[Saved data entries]
* * * * *
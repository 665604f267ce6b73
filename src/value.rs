use std::{any::Any, fmt};

use crate::error::TypeMismatchError;

/// A move-only container carrying one result value of arbitrary type.
///
/// A `Value` is produced by a task and handed back to the submitter through a
/// [`ResultHandle`](crate::ResultHandle). The payload type is erased at
/// construction and recovered with [`extract`](Value::extract), which succeeds
/// only when asked for the exact type that was stored.
///
/// # Examples
///
/// ```
/// use threadmill::Value;
///
/// let value = Value::new(String::from("hello"));
/// let payload: String = value.extract().unwrap();
///
/// assert_eq!(payload, "hello");
/// ```
pub struct Value(Option<Box<dyn Any + Send>>);

impl Value {
    /// Create a value from any movable payload, erasing its type.
    pub fn new<T: Send + 'static>(payload: T) -> Self {
        Self(Some(Box::new(payload)))
    }

    /// Create a value carrying no payload.
    ///
    /// Empty values are what an invalid [`ResultHandle`](crate::ResultHandle)
    /// yields, and what a task that panicked delivers.
    pub fn empty() -> Self {
        Self(None)
    }

    /// Check whether this value carries a payload.
    pub fn is_empty(&self) -> bool {
        self.0.is_none()
    }

    /// Move the payload out, consuming the value.
    ///
    /// Fails if the stored payload is not a `T` (or if the value is empty).
    /// The error returns the value so the extraction can be retried with the
    /// right type.
    ///
    /// # Examples
    ///
    /// ```
    /// use threadmill::Value;
    ///
    /// let value = Value::new(42u64);
    ///
    /// // Asking for the wrong type hands the value back.
    /// let value = value.extract::<String>().unwrap_err().into_inner();
    ///
    /// assert_eq!(value.extract::<u64>().unwrap(), 42);
    /// ```
    pub fn extract<T: 'static>(self) -> Result<T, TypeMismatchError> {
        match self.0 {
            Some(boxed) => match boxed.downcast::<T>() {
                Ok(payload) => Ok(*payload),
                Err(boxed) => Err(TypeMismatchError(Self(Some(boxed)))),
            },
            None => Err(TypeMismatchError(Self(None))),
        }
    }
}

impl Default for Value {
    fn default() -> Self {
        Self::empty()
    }
}

impl fmt::Debug for Value {
    fn fmt(&self, f: &mut fmt::Formatter<'_>) -> fmt::Result {
        f.debug_struct("Value")
            .field("empty", &self.is_empty())
            .finish()
    }
}
//! GL-005: Recipe loading and structural validation.
//!
//! Accepts JSON or YAML, as a bare step array or a full recipe file, and
//! checks the constraints that need no registry:
//! - Version must be "1.0"
//! - Name must not be empty
//! - Every step names an operation

use super::recipe::{RecipeFile, Step};
use serde::Deserialize;
use std::path::Path;

/// Validation error.
#[derive(Debug, Clone)]
pub struct ValidationError {
    pub message: String,
}

impl std::fmt::Display for ValidationError {
    fn fmt(&self, f: &mut std::fmt::Formatter<'_>) -> std::fmt::Result {
        write!(f, "{}", self.message)
    }
}

#[derive(Deserialize)]
#[serde(untagged)]
enum RecipeDocument {
    Steps(Vec<Step>),
    File(RecipeFile),
}

/// Parse a recipe file from disk.
pub fn parse_recipe_file(path: &Path) -> Result<RecipeFile, String> {
    let content = std::fs::read_to_string(path)
        .map_err(|e| format!("failed to read {}: {}", path.display(), e))?;
    parse_recipe(&content)
}

/// Parse a recipe from a string.
///
/// Text starting with `[` or `{` is tried as JSON first, then as YAML flow
/// style; anything else is YAML.
pub fn parse_recipe(text: &str) -> Result<RecipeFile, String> {
    let trimmed = text.trim_start();
    let document: RecipeDocument = if trimmed.starts_with('[') || trimmed.starts_with('{') {
        match serde_json::from_str(text) {
            Ok(document) => document,
            Err(json_err) => serde_yaml_ng::from_str(text)
                .map_err(|_| format!("JSON parse error: {}", json_err))?,
        }
    } else {
        serde_yaml_ng::from_str(text).map_err(|e| format!("YAML parse error: {}", e))?
    };
    Ok(match document {
        RecipeDocument::Steps(steps) => RecipeFile::from_steps(steps),
        RecipeDocument::File(file) => file,
    })
}

/// Validate a parsed recipe. Returns a list of errors (empty = valid).
pub fn validate_recipe(recipe: &RecipeFile) -> Vec<ValidationError> {
    let mut errors = Vec::new();

    if recipe.version != "1.0" {
        errors.push(ValidationError {
            message: format!("version must be \"1.0\", got \"{}\"", recipe.version),
        });
    }

    if recipe.name.trim().is_empty() {
        errors.push(ValidationError {
            message: "name must not be empty".to_string(),
        });
    }

    for (i, step) in recipe.steps.iter().enumerate() {
        if step.op.trim().is_empty() {
            errors.push(ValidationError {
                message: format!("step {} has no operation name", i + 1),
            });
        }
    }

    errors
}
* * * * *
→ **PROBLEM REQUIREMENTS**: Where the string "task" appears in a line of the entries above, return that line.

→ **ANSWER TO THE EXERCISE**:
/// A `Value` is produced by a task and handed back to the submitter through a
    /// yields, and what a task that panicked delivers.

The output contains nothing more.